Spider-Boy #1 Review

  • Written by: Dan Slott
  • Art by: Paco Medina, Ty Templeton
  • Colors by: Erick Arciniega, Dee Cunniffe
  • Letters by: VC’s Joe Caramagna
  • Cover art by: Humberto Ramos (cover A)
  • Cover price: $5.99
  • Release date: November 1, 2023

Spider-Boy #1 finds Bailey, aka Spider-Boy, acclimating to life as Spider-Man’s sidekick after everyone forgot he existed.


Is Spider-Boy #1 Good?

Spider-Boy #1 is okay, I guess. Dan Slott’s latest comic adventure gives the latest Spider-spinoff character plenty of action and hijinks for the attention-deficient and begins building out Bailey’s backstory. Will this issue win over Spider-Boy skeptics? Probably not, but you have to start somewhere after Bailey’s excruciatingly forced introduction during Edge of Spiderverse.
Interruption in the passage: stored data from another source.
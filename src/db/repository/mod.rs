//! Repository trait definitions.
//!
//! Each aggregate gets its own trait so backends can be composed and
//! tested piecemeal; [`FullRepository`] glues them together for the
//! application, which always talks to `Arc<dyn FullRepository>`.

pub mod error;
pub mod files;
pub mod goals;
pub mod notifications;
pub mod statuses;
pub mod teams;
pub mod users;

pub use error::{ErrorContext, RepositoryError, RepositoryResult};
pub use files::FileRepository;
pub use goals::GoalRepository;
pub use notifications::NotificationRepository;
pub use statuses::StatusRepository;
pub use teams::TeamRepository;
pub use users::UserRepository;

use async_trait::async_trait;

/// Combined repository interface implemented by every storage backend.
///
/// # Thread Safety
/// Implementations must be `Send + Sync` to work with async Rust.
#[async_trait]
pub trait FullRepository:
    UserRepository
    + GoalRepository
    + TeamRepository
    + NotificationRepository
    + FileRepository
    + StatusRepository
{
    /// Verify the backend is reachable and able to answer queries.
    async fn health_check(&self) -> RepositoryResult<()>;

    /// Short static name of the backend ("local", "postgres").
    fn backend_name(&self) -> &'static str;
}
//! Repository implementations module.
//!
//! This module contains different implementations of the repository traits:
//! - `postgres`: PostgreSQL implementation with Diesel ORM
//! - `local`: In-memory implementation for unit testing and local development
pub mod local;
#[cfg(feature = "postgres-repo")]
pub mod postgres;

pub use local::LocalRepository;
#[cfg(feature = "postgres-repo")]
pub use postgres::{PoolStats, PostgresConfig, PostgresRepository};
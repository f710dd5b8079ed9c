//! Business logic over the repository traits.
//!
//! Every operation takes the acting authenticated user and enforces
//! authorization itself; the repositories only store. "Not found" covers
//! "exists but you may not see it" wherever leaking existence would tell a
//! caller something they have no right to know.

use std::time::Instant;

use crate::api::{Goal, GoalId, TeamId, UserId, Visibility};
use crate::db::repository::{FullRepository, RepositoryError};

pub mod categories;
pub mod files;
pub mod goals;
pub mod invitations;
pub mod notifications;
pub mod statuses;
pub mod teams;

/// Errors surfaced by service operations.
///
/// The HTTP layer maps these onto status codes: `NotFound` → 404,
/// `Forbidden` → 403, `Validation` → 400, `Repository` → 500.
#[derive(Debug, thiserror::Error)]
pub enum ServiceError {
    #[error("{0}")]
    NotFound(String),

    #[error("{0}")]
    Forbidden(String),

    #[error("{0}")]
    Validation(String),

    #[error(transparent)]
    Repository(RepositoryError),
}

pub type ServiceResult<T> = Result<T, ServiceError>;

impl From<RepositoryError> for ServiceError {
    fn from(e: RepositoryError) -> Self {
        if e.is_not_found() {
            ServiceError::NotFound("Resource not found".to_string())
        } else {
            ServiceError::Repository(e)
        }
    }
}

/// True when `err` is a validation error caused by the named constraint.
pub(crate) fn violates(err: &RepositoryError, constraint: &str) -> bool {
    matches!(err, RepositoryError::ValidationError { .. })
        && err
            .context()
            .details
            .as_deref()
            .is_some_and(|d| d.contains(&format!("constraint={constraint}")))
}

/// Is `user` a member of `team`?
pub(crate) async fn is_team_member(
    repo: &dyn FullRepository,
    team: TeamId,
    user: UserId,
) -> ServiceResult<bool> {
    Ok(repo.find_member(team, user).await?.is_some())
}

/// Is `user` a member of any team the goal is assigned to?
pub(crate) async fn member_of_assigned_team(
    repo: &dyn FullRepository,
    goal: GoalId,
    user: UserId,
) -> ServiceResult<bool> {
    for team_id in repo.list_goal_team_ids(goal).await? {
        if is_team_member(repo, team_id, user).await? {
            return Ok(true);
        }
    }
    Ok(false)
}

/// Read access: owner, public goal, or member of an assigned team.
pub(crate) async fn goal_read_access(
    repo: &dyn FullRepository,
    goal: &Goal,
    user: UserId,
) -> ServiceResult<bool> {
    if goal.owner_id == user || goal.visibility == Visibility::Public {
        return Ok(true);
    }
    member_of_assigned_team(repo, goal.id, user).await
}

/// Write access: owner or member of an assigned team.
pub(crate) async fn goal_write_access(
    repo: &dyn FullRepository,
    goal: &Goal,
    user: UserId,
) -> ServiceResult<bool> {
    if goal.owner_id == user {
        return Ok(true);
    }
    member_of_assigned_team(repo, goal.id, user).await
}

/// Backend health probe result.
#[derive(Debug, Clone)]
pub struct HealthReport {
    pub backend: &'static str,
    pub healthy: bool,
    pub latency_ms: u64,
}

/// Probe the storage backend and measure round-trip latency.
pub async fn health_check(repo: &dyn FullRepository) -> HealthReport {
    let start = Instant::now();
    let healthy = repo.health_check().await.is_ok();
    HealthReport {
        backend: repo.backend_name(),
        healthy,
        latency_ms: start.elapsed().as_millis() as u64,
    }
}
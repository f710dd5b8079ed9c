//! Custom status label repository trait.

use async_trait::async_trait;

use super::error::RepositoryResult;
use crate::api::{NewStatus, StatusId, StatusPatch, TeamId, TeamStatus, UserId, UserStatus};

/// Repository trait for custom status labels in both scopes.
///
/// Names are unique per owner scope (constraint
/// `unique_user_status_name` / `unique_team_status_name`); listings are
/// ordered by `display_order`.
#[async_trait]
pub trait StatusRepository: Send + Sync {
    // ==================== User scope ====================

    async fn insert_user_status(
        &self,
        owner: UserId,
        new: NewStatus,
    ) -> RepositoryResult<UserStatus>;

    async fn fetch_user_status(&self, id: StatusId) -> RepositoryResult<Option<UserStatus>>;

    async fn list_user_statuses(&self, owner: UserId) -> RepositoryResult<Vec<UserStatus>>;

    async fn update_user_status(
        &self,
        id: StatusId,
        patch: StatusPatch,
    ) -> RepositoryResult<UserStatus>;

    async fn delete_user_status(&self, id: StatusId) -> RepositoryResult<bool>;

    // ==================== Team scope ====================

    async fn insert_team_status(
        &self,
        team: TeamId,
        created_by: UserId,
        new: NewStatus,
    ) -> RepositoryResult<TeamStatus>;

    async fn fetch_team_status(&self, id: StatusId) -> RepositoryResult<Option<TeamStatus>>;

    async fn list_team_statuses(&self, team: TeamId) -> RepositoryResult<Vec<TeamStatus>>;

    async fn update_team_status(
        &self,
        id: StatusId,
        patch: StatusPatch,
    ) -> RepositoryResult<TeamStatus>;

    async fn delete_team_status(&self, id: StatusId) -> RepositoryResult<bool>;
}
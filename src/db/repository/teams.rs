//! Team, membership and invitation repository trait.

use async_trait::async_trait;

use super::error::RepositoryResult;
use crate::api::{
    InvitationId, InvitationStatus, NewInvitation, NewTeam, Team, TeamId, TeamInvitation,
    TeamMember, TeamPatch, TeamRole, UserId,
};

/// Repository trait for teams, their memberships and their invitations.
///
/// # Thread Safety
/// Implementations must be `Send + Sync` to work with async Rust.
#[async_trait]
pub trait TeamRepository: Send + Sync {
    // ==================== Teams ====================

    /// Insert a team and its creator's owner membership atomically.
    ///
    /// `nesting_level` is computed by the caller from the parent team;
    /// the repository stores it verbatim.
    async fn insert_team(
        &self,
        created_by: UserId,
        new: NewTeam,
        nesting_level: i32,
    ) -> RepositoryResult<Team>;

    /// Fetch a team by id.
    async fn fetch_team(&self, id: TeamId) -> RepositoryResult<Option<Team>>;

    /// List teams the user is a member of, newest first.
    async fn list_teams_for_user(&self, user: UserId) -> RepositoryResult<Vec<Team>>;

    /// Apply a partial update to a team and refresh its `updated_at`.
    async fn update_team(&self, id: TeamId, patch: TeamPatch) -> RepositoryResult<Team>;

    /// Delete a team with its memberships, invitations, statuses and
    /// goal assignments. Goals and child teams survive (children keep
    /// their recorded nesting level and dangling parent id is cleared).
    async fn delete_team(&self, id: TeamId) -> RepositoryResult<bool>;

    // ==================== Members ====================

    /// Membership rows for a team ordered by join time ascending.
    async fn list_members(&self, team: TeamId) -> RepositoryResult<Vec<TeamMember>>;

    /// Fetch a single membership row.
    async fn find_member(&self, team: TeamId, user: UserId)
        -> RepositoryResult<Option<TeamMember>>;

    /// Insert a membership row.
    ///
    /// # Returns
    /// * `Err(RepositoryError::ValidationError)` with constraint
    ///   `unique_team_membership` - If the user already belongs to the team
    async fn insert_member(
        &self,
        team: TeamId,
        user: UserId,
        role: TeamRole,
        invited_by: Option<UserId>,
    ) -> RepositoryResult<TeamMember>;

    /// Change a member's role.
    async fn update_member_role(
        &self,
        team: TeamId,
        user: UserId,
        role: TeamRole,
    ) -> RepositoryResult<TeamMember>;

    /// Remove a member from a team.
    async fn remove_member(&self, team: TeamId, user: UserId) -> RepositoryResult<bool>;

    // ==================== Invitations ====================

    /// Insert an invitation row with status `Pending`.
    ///
    /// # Returns
    /// * `Err(RepositoryError::ValidationError)` - If the invite code
    ///   collides with an existing one
    async fn insert_invitation(&self, new: NewInvitation) -> RepositoryResult<TeamInvitation>;

    /// Fetch an invitation by id.
    async fn fetch_invitation(&self, id: InvitationId)
        -> RepositoryResult<Option<TeamInvitation>>;

    /// Look an invitation up by its code.
    async fn find_invitation_by_code(
        &self,
        code: &str,
    ) -> RepositoryResult<Option<TeamInvitation>>;

    /// Invitations sent for a team, newest first.
    async fn list_invitations_for_team(
        &self,
        team: TeamId,
    ) -> RepositoryResult<Vec<TeamInvitation>>;

    /// Pending invitations addressed to an email (case-insensitive),
    /// newest first.
    async fn list_pending_invitations_for_email(
        &self,
        email: &str,
    ) -> RepositoryResult<Vec<TeamInvitation>>;

    /// Set an invitation's status.
    async fn update_invitation_status(
        &self,
        id: InvitationId,
        status: InvitationStatus,
    ) -> RepositoryResult<TeamInvitation>;
}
When last we left Bailey in Spider-Man #11, he managed to convince Spider-Man to take him on as a sidekick (again?) with the understanding that Bailey would be safer with Spidey than getting into trouble on his own. Now, Bailey and Spidey battle a bowling-themed villain named Gutterball, talk about good PR, navigate the haters, and eventually pit Bailey against a fellow lab rat who doesn’t remember Bailey and whose name is a bad Dad joke.

If it wasn’t clear by now, Dan Slott is leading hard into the younger age demographic of readers. It’s unclear if very young readers will get the jokes or the complexities of Bailey’s circumstance (you have to be up-to-speed on Edge of Spiderverse to know where Bailey came from), so this issue feels like it has its identity wires crossed. Stories that appeal to the young and old have to work on multiple levels, but this issue feels like it’s trying to blend all the levels without successfully working on any of them.

What’s great about Spider-Boy #1? More information about Bailey is good. He isn’t necessarily a likable or endearing character (yet), but at least we’re getting more pieces of the bigger picture. The action is solid, and hats off to Slott for creating some original villains, even if they are ridiculous.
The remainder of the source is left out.